A vote by Iraq’s minority Kurds for independence is a blow to the United States, which has spent years, billions of dollars and the lives of thousands of troops trying to hold Iraq together, former US officials and other policy experts said.
A diplomatic drive to forestall Monday’s referendum failed to persuade Kurdish leaders, some of the United States’ closest Middle Eastern allies, in what likely will be seen as fresh proof of diminishing American power, they said.
The Kurds, who have ruled over a semi-autonomous region within Iraq since the 2003 US-led invasion that toppled Saddam Hussein, consider the result an historic step in a generations-old quest for a state of their own.
Moreover, the vote to give Kurdish leaders a mandate to negotiate independence for their region of more than 8.3 million threatens to ignite more strife. That could hinder US-backed efforts to stabilize Iraq, eliminate the remnants of Islamic State, and similar groups.
“We see considerable risk,” said a US official, who spoke on condition of anonymity.
The gravest danger is a conflict over the disputed oil-rich city of Kirkuk and other ethnically mixed Kurdish-held areas pitting Iraqi troops and Iran-backed militias against the Peshmerga, the Kurdistan Regional Government’s (KRG) US-trained paramilitary force.
The referendum was condemned by neighboring Turkey and Iran, which fear it will embolden independence demands by their Kurdish populations. Ankara and Tehran, trading partners of landlocked Iraqi Kurdistan, are threatening retaliation, fueling fears they could intervene militarily.
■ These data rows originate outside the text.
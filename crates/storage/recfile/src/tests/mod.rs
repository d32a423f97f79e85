//! Cross-module scenario tests exercising the whole engine through the
//! facade, plus raw-byte damage cases for the verifier and the torn-write
//! protocol.

mod fixed_table_tests;
mod variable_tests;
mod verifier_tests;

use crate::file_info::{FileInformation, OpenOperation};
use crate::metadata::{MetaData, MetaDataOptions};
use crate::schema::{ColumnSpec, EncodingForm, Schema};
use crate::{OpenMode, RecordFile};
use pagestore::paged_file::PagedFile;
use std::path::{Path, PathBuf};
use std::sync::Arc;

/// `(object id, int, bigint)`: no variable columns.
pub(crate) fn fixed_schema() -> Schema {
    Schema::new(vec![
        ColumnSpec::object_id(),
        ColumnSpec::int(),
        ColumnSpec::bigint(),
    ])
}

/// `(object id, int, compressed utf-8 string)`.
pub(crate) fn variable_schema() -> Schema {
    Schema::new(vec![
        ColumnSpec::object_id(),
        ColumnSpec::int(),
        ColumnSpec::string(EncodingForm::Utf8, 0).compressed(),
    ])
}

pub(crate) fn table_dir(dir: &tempfile::TempDir) -> PathBuf {
    dir.path().join("table")
}

/// Creates a table for `schema` in a fresh temp dir and opens it.
pub(crate) fn create_and_open(schema: Schema, mode: OpenMode) -> (tempfile::TempDir, RecordFile) {
    let dir = tempfile::tempdir().unwrap();
    let options = MetaDataOptions::default();
    RecordFile::create(table_dir(&dir), schema.clone(), &options).unwrap();
    let file = RecordFile::open(table_dir(&dir), schema, &options, mode).unwrap();
    (dir, file)
}

pub(crate) fn reopen(dir: &tempfile::TempDir, schema: Schema, mode: OpenMode) -> RecordFile {
    RecordFile::open(table_dir(dir), schema, &MetaDataOptions::default(), mode).unwrap()
}

/// Reads the header block of a closed table directly.
pub(crate) fn read_header(dir: &Path, schema: Schema) -> FileInformation {
    let meta = MetaData::new(schema, &MetaDataOptions::default()).unwrap();
    let paged = Arc::new(PagedFile::open(dir.join("direct"), meta.direct_page_size()).unwrap());
    let mut info = FileInformation::new(paged, OpenOperation::Read);
    info.reload(false, false).unwrap();
    info
}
There were expectations that the US, which said it would not recognize the vote, could use its ties to the Iraqi Kurds to persuade KRG President Masoud Barzani to cancel the referendum in exchange for a guarantee of talks with Baghdad.
The US bid to stop the referendum failed, experts said, in part because the aging Barzani sees fulfilling aspirations for an independent Kurdish state as his legacy.